Employers want to hold onto their health insurance programs because they want to control how much they contribute to them. Health insurers want to maintain these plans because they can better predict their risk and set their rates to ensure they always make a profit. Employees want to keep their employer-sponsored coverage because they don’t want to assume the responsibility of choosing and paying for their own coverage. They also want to keep their employer and government subsidies.
Anyone who thinks that these strong powerful advocates for employer group health insurance are going to suddenly decide it is in the public interest to have one health insurance risk pool is mistaken. Individuals covered by employer health plans make up about half of the insured population. They are over 150 million individuals strong and it will take the other 150 million plus individuals to force change in our health insurance and health care system. And the first thing we other 150 million plus have to do is stop acting like workplace health insurance is more virtuous than other types of health insurance.
How minimum wage workers that are uninsured or underinsured rail against Obamacare because it extends free or low-cost health insurance coverage to the unemployed is perverse. They have bought into the notion that health insurance is for the employed or those who can afford to pay for it themselves. Like it is some exclusive club whose members are better than other health insurance club members and even better than those who belong to no club at all—the uninsured.
And if you think I am going a little overboard with the exclusive club thing, I promise you that I’m not. As Ron Shinkman reported in FierceHealthcare, an attorney for Parkview Hospital, which is being sued for charging an uninsured patient nearly three times what they would charge an insured patient for the same services, provided this gem to explain their billing practices:
"We don't think a person who is not a member of the club should get the benefits of the club," Parkview attorney Ted Storer said, according to the Journal-Gazette.

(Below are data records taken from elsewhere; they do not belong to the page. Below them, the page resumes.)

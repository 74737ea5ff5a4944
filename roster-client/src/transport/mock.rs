//! Mock transport for testing.
//!
//! Allows queueing inbound frames and capturing sent frames for verification.

use super::{Transport, TransportError};
use async_trait::async_trait;
use std::collections::VecDeque;
use std::sync::{Arc, Mutex};
use tokio::sync::Notify;

/// Mock transport for testing.
///
/// By default `recv()` reports [`TransportError::ConnectionClosed`] as soon
/// as the queue runs dry, like a server that sends a fixed script and hangs
/// up. [`stay_open`](MockTransport::stay_open) makes it wait for more frames
/// instead, until [`hang_up`](MockTransport::hang_up) or `close()`.
#[derive(Debug, Default)]
pub struct MockTransport {
    inner: Arc<Mutex<MockTransportInner>>,
    wake: Arc<Notify>,
}

#[derive(Debug, Default)]
struct MockTransportInner {
    connected: bool,
    closed: bool,
    stay_open: bool,
    connected_address: Option<String>,
    sent_messages: Vec<Vec<u8>>,
    receive_queue: VecDeque<Vec<u8>>,
    fail_next_connect: Option<String>,
    fail_next_send: Option<String>,
    fail_next_recv: Option<String>,
}

impl MockTransport {
    /// Create a new mock transport.
    pub fn new() -> Self {
        Self::default()
    }

    /// Queue a frame to be returned by a later `recv()` call.
    pub fn queue_response(&self, data: Vec<u8>) {
        let mut inner = self.inner.lock().unwrap();
        inner.receive_queue.push_back(data);
        drop(inner);
        self.wake.notify_one();
    }

    /// Keep `recv()` waiting on an empty queue instead of reporting a close.
    pub fn stay_open(&self) {
        let mut inner = self.inner.lock().unwrap();
        inner.stay_open = true;
    }

    /// Simulate the server closing the connection once the queue drains.
    pub fn hang_up(&self) {
        let mut inner = self.inner.lock().unwrap();
        inner.stay_open = false;
        drop(inner);
        self.wake.notify_one();
    }

    /// Get all frames that were sent.
    pub fn sent_messages(&self) -> Vec<Vec<u8>> {
        let inner = self.inner.lock().unwrap();
        inner.sent_messages.clone()
    }

    /// Get the last frame that was sent.
    pub fn last_sent(&self) -> Option<Vec<u8>> {
        let inner = self.inner.lock().unwrap();
        inner.sent_messages.last().cloned()
    }

    /// Get the address that was connected to.
    pub fn connected_address(&self) -> Option<String> {
        let inner = self.inner.lock().unwrap();
        inner.connected_address.clone()
    }

    /// Cause the next connect() to fail with the given error.
    pub fn fail_next_connect(&self, error: &str) {
        let mut inner = self.inner.lock().unwrap();
        inner.fail_next_connect = Some(error.to_string());
    }

    /// Cause the next send() to fail with the given error.
    pub fn fail_next_send(&self, error: &str) {
        let mut inner = self.inner.lock().unwrap();
        inner.fail_next_send = Some(error.to_string());
    }

    /// Cause the next recv() to fail with the given error.
    pub fn fail_next_recv(&self, error: &str) {
        let mut inner = self.inner.lock().unwrap();
        inner.fail_next_recv = Some(error.to_string());
        drop(inner);
        self.wake.notify_one();
    }
}

impl Clone for MockTransport {
    fn clone(&self) -> Self {
        Self {
            inner: Arc::clone(&self.inner),
            wake: Arc::clone(&self.wake),
        }
    }
}

#[async_trait]
impl Transport for MockTransport {
    async fn connect(&self, address: &str) -> Result<(), TransportError> {
        let mut inner = self.inner.lock().unwrap();

        // Check for forced failure
        if let Some(error) = inner.fail_next_connect.take() {
            return Err(TransportError::ConnectionFailed(error));
        }

        inner.connected = true;
        inner.closed = false;
        inner.connected_address = Some(address.to_string());
        Ok(())
    }

    async fn send(&self, data: &[u8]) -> Result<(), TransportError> {
        let mut inner = self.inner.lock().unwrap();

        if !inner.connected {
            return Err(TransportError::NotConnected);
        }

        // Check for forced failure
        if let Some(error) = inner.fail_next_send.take() {
            return Err(TransportError::SendFailed(error));
        }

        inner.sent_messages.push(data.to_vec());
        Ok(())
    }

    async fn recv(&self) -> Result<Vec<u8>, TransportError> {
        loop {
            {
                let mut inner = self.inner.lock().unwrap();

                if inner.closed {
                    return Err(TransportError::ConnectionClosed);
                }
                if !inner.connected {
                    return Err(TransportError::NotConnected);
                }

                // Check for forced failure
                if let Some(error) = inner.fail_next_recv.take() {
                    return Err(TransportError::ReceiveFailed(error));
                }

                if let Some(frame) = inner.receive_queue.pop_front() {
                    return Ok(frame);
                }
                if !inner.stay_open {
                    return Err(TransportError::ConnectionClosed);
                }
            }
            self.wake.notified().await;
        }
    }

    fn is_connected(&self) -> bool {
        let inner = self.inner.lock().unwrap();
        inner.connected
    }

    async fn close(&self) -> Result<(), TransportError> {
        let mut inner = self.inner.lock().unwrap();
        inner.connected = false;
        inner.closed = true;
        drop(inner);
        self.wake.notify_one();
        Ok(())
    }
}

#[cfg(test)]
mod tests {
    use super::*;
    use std::time::Duration;

    // ===========================================
    // MockTransport Basic Tests
    // ===========================================

    #[tokio::test]
    async fn mock_transport_connects() {
        let transport = MockTransport::new();
        assert!(!transport.is_connected());

        transport.connect("voice.example.org:64738").await.unwrap();

        assert!(transport.is_connected());
        assert_eq!(
            transport.connected_address(),
            Some("voice.example.org:64738".to_string())
        );
    }

    #[tokio::test]
    async fn mock_transport_sends_messages() {
        let transport = MockTransport::new();
        transport.connect("server").await.unwrap();

        transport.send(b"frame 1").await.unwrap();
        transport.send(b"frame 2").await.unwrap();

        let sent = transport.sent_messages();
        assert_eq!(sent.len(), 2);
        assert_eq!(sent[0], b"frame 1");
        assert_eq!(sent[1], b"frame 2");
    }

    #[tokio::test]
    async fn mock_transport_receives_queued_messages() {
        let transport = MockTransport::new();
        transport.connect("server").await.unwrap();

        transport.queue_response(b"response 1".to_vec());
        transport.queue_response(b"response 2".to_vec());

        let r1 = transport.recv().await.unwrap();
        let r2 = transport.recv().await.unwrap();

        assert_eq!(r1, b"response 1");
        assert_eq!(r2, b"response 2");
    }

    #[tokio::test]
    async fn mock_transport_recv_empty_returns_closed() {
        let transport = MockTransport::new();
        transport.connect("server").await.unwrap();

        let result = transport.recv().await;
        assert!(matches!(result, Err(TransportError::ConnectionClosed)));
    }

    #[tokio::test]
    async fn mock_transport_closes() {
        let transport = MockTransport::new();
        transport.connect("server").await.unwrap();
        assert!(transport.is_connected());

        transport.close().await.unwrap();
        assert!(!transport.is_connected());
        assert!(matches!(
            transport.recv().await,
            Err(TransportError::ConnectionClosed)
        ));
    }

    // ===========================================
    // Waiting Receive Tests
    // ===========================================

    #[tokio::test]
    async fn stay_open_waits_for_next_frame() {
        let transport = MockTransport::new();
        transport.connect("server").await.unwrap();
        transport.stay_open();

        let reader = transport.clone();
        let pending = tokio::spawn(async move { reader.recv().await });

        tokio::time::sleep(Duration::from_millis(20)).await;
        assert!(!pending.is_finished());

        transport.queue_response(b"late".to_vec());
        let frame = pending.await.unwrap().unwrap();
        assert_eq!(frame, b"late");
    }

    #[tokio::test]
    async fn hang_up_releases_waiting_reader() {
        let transport = MockTransport::new();
        transport.connect("server").await.unwrap();
        transport.stay_open();

        let reader = transport.clone();
        let pending = tokio::spawn(async move { reader.recv().await });
        tokio::time::sleep(Duration::from_millis(20)).await;

        transport.hang_up();

        let result = pending.await.unwrap();
        assert!(matches!(result, Err(TransportError::ConnectionClosed)));
    }

    #[tokio::test]
    async fn close_releases_waiting_reader() {
        let transport = MockTransport::new();
        transport.connect("server").await.unwrap();
        transport.stay_open();

        let reader = transport.clone();
        let pending = tokio::spawn(async move { reader.recv().await });
        tokio::time::sleep(Duration::from_millis(20)).await;

        transport.close().await.unwrap();

        let result = pending.await.unwrap();
        assert!(matches!(result, Err(TransportError::ConnectionClosed)));
    }

    // ===========================================
    // Error Condition Tests
    // ===========================================

    #[tokio::test]
    async fn send_without_connect_fails() {
        let transport = MockTransport::new();

        let result = transport.send(b"data").await;
        assert!(matches!(result, Err(TransportError::NotConnected)));
    }

    #[tokio::test]
    async fn recv_without_connect_fails() {
        let transport = MockTransport::new();

        let result = transport.recv().await;
        assert!(matches!(result, Err(TransportError::NotConnected)));
    }

    #[tokio::test]
    async fn forced_connect_failure() {
        let transport = MockTransport::new();
        transport.fail_next_connect("connection refused");

        let result = transport.connect("server").await;
        assert!(matches!(result, Err(TransportError::ConnectionFailed(_))));
        assert!(!transport.is_connected());
    }

    #[tokio::test]
    async fn forced_send_failure() {
        let transport = MockTransport::new();
        transport.connect("server").await.unwrap();
        transport.fail_next_send("broken pipe");

        let result = transport.send(b"data").await;
        assert!(matches!(result, Err(TransportError::SendFailed(_))));

        // Next send should work
        transport.send(b"data").await.unwrap();
    }

    #[tokio::test]
    async fn forced_recv_failure() {
        let transport = MockTransport::new();
        transport.connect("server").await.unwrap();
        transport.queue_response(b"data".to_vec());
        transport.fail_next_recv("connection reset");

        let result = transport.recv().await;
        assert!(matches!(result, Err(TransportError::ReceiveFailed(_))));

        // Next recv should work (and get the queued data)
        let data = transport.recv().await.unwrap();
        assert_eq!(data, b"data");
    }

    // ===========================================
    // Clone and Shared State Tests
    // ===========================================

    #[tokio::test]
    async fn mock_transport_clone_shares_state() {
        let transport1 = MockTransport::new();
        let transport2 = transport1.clone();

        transport1.connect("server").await.unwrap();
        assert!(transport2.is_connected());

        transport1.send(b"from t1").await.unwrap();
        transport2.send(b"from t2").await.unwrap();

        let sent = transport1.sent_messages();
        assert_eq!(sent.len(), 2);
    }

    #[tokio::test]
    async fn last_sent_returns_most_recent() {
        let transport = MockTransport::new();
        transport.connect("server").await.unwrap();

        assert!(transport.last_sent().is_none());

        transport.send(b"first").await.unwrap();
        assert_eq!(transport.last_sent(), Some(b"first".to_vec()));

        transport.send(b"second").await.unwrap();
        assert_eq!(transport.last_sent(), Some(b"second".to_vec()));
    }
}
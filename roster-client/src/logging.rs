//! `tracing` subscriber setup.

use tracing_subscriber::EnvFilter;

use crate::config::ClientConfig;

/// Install a formatting subscriber for the process.
///
/// `RUST_LOG` wins over `client.log_filter` when set. Returns `false` if a
/// global subscriber was already installed, which makes repeat calls safe.
pub fn init(config: &ClientConfig) -> bool {
    let filter = EnvFilter::try_from_default_env()
        .unwrap_or_else(|_| EnvFilter::new(&config.client.log_filter));

    tracing_subscriber::fmt()
        .with_env_filter(filter)
        .with_target(true)
        .try_init()
        .is_ok()
}

#[cfg(test)]
mod tests {
    use super::*;

    #[test]
    fn second_init_is_harmless() {
        let config = ClientConfig::new("127.0.0.1:64738", "alice").with_log_filter("debug");

        let _ = init(&config);
        assert!(!init(&config));
    }
}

How Do We Break Up The Workplace Health Insurance Club?
- Increase regulatory compliance and disclosure requirements. We need to make maintaining a workplace health plan a very unpleasant job that employers are willing to give up
- Eliminate the favorable tax treatment of group health plans. We all know it is unfair that regardless of wealth, individuals enrolled in workplace health plans receive a government subsidy that reduces their health insurance cost
- Start a revolution. Bernie Sanders needs a second act and this could be it. Universal health care and employer-sponsored health insurance cannot coexist. We need to advocate for one health insurance risk pool and no one but Bernie has the support and courage to make it happen
The idea that it is okay to charge an individual three times as much for the same health care based on if they have health insurance and who pays for it will go away when workplace health insurance goes away. And, health insurance premiums will decrease for everyone.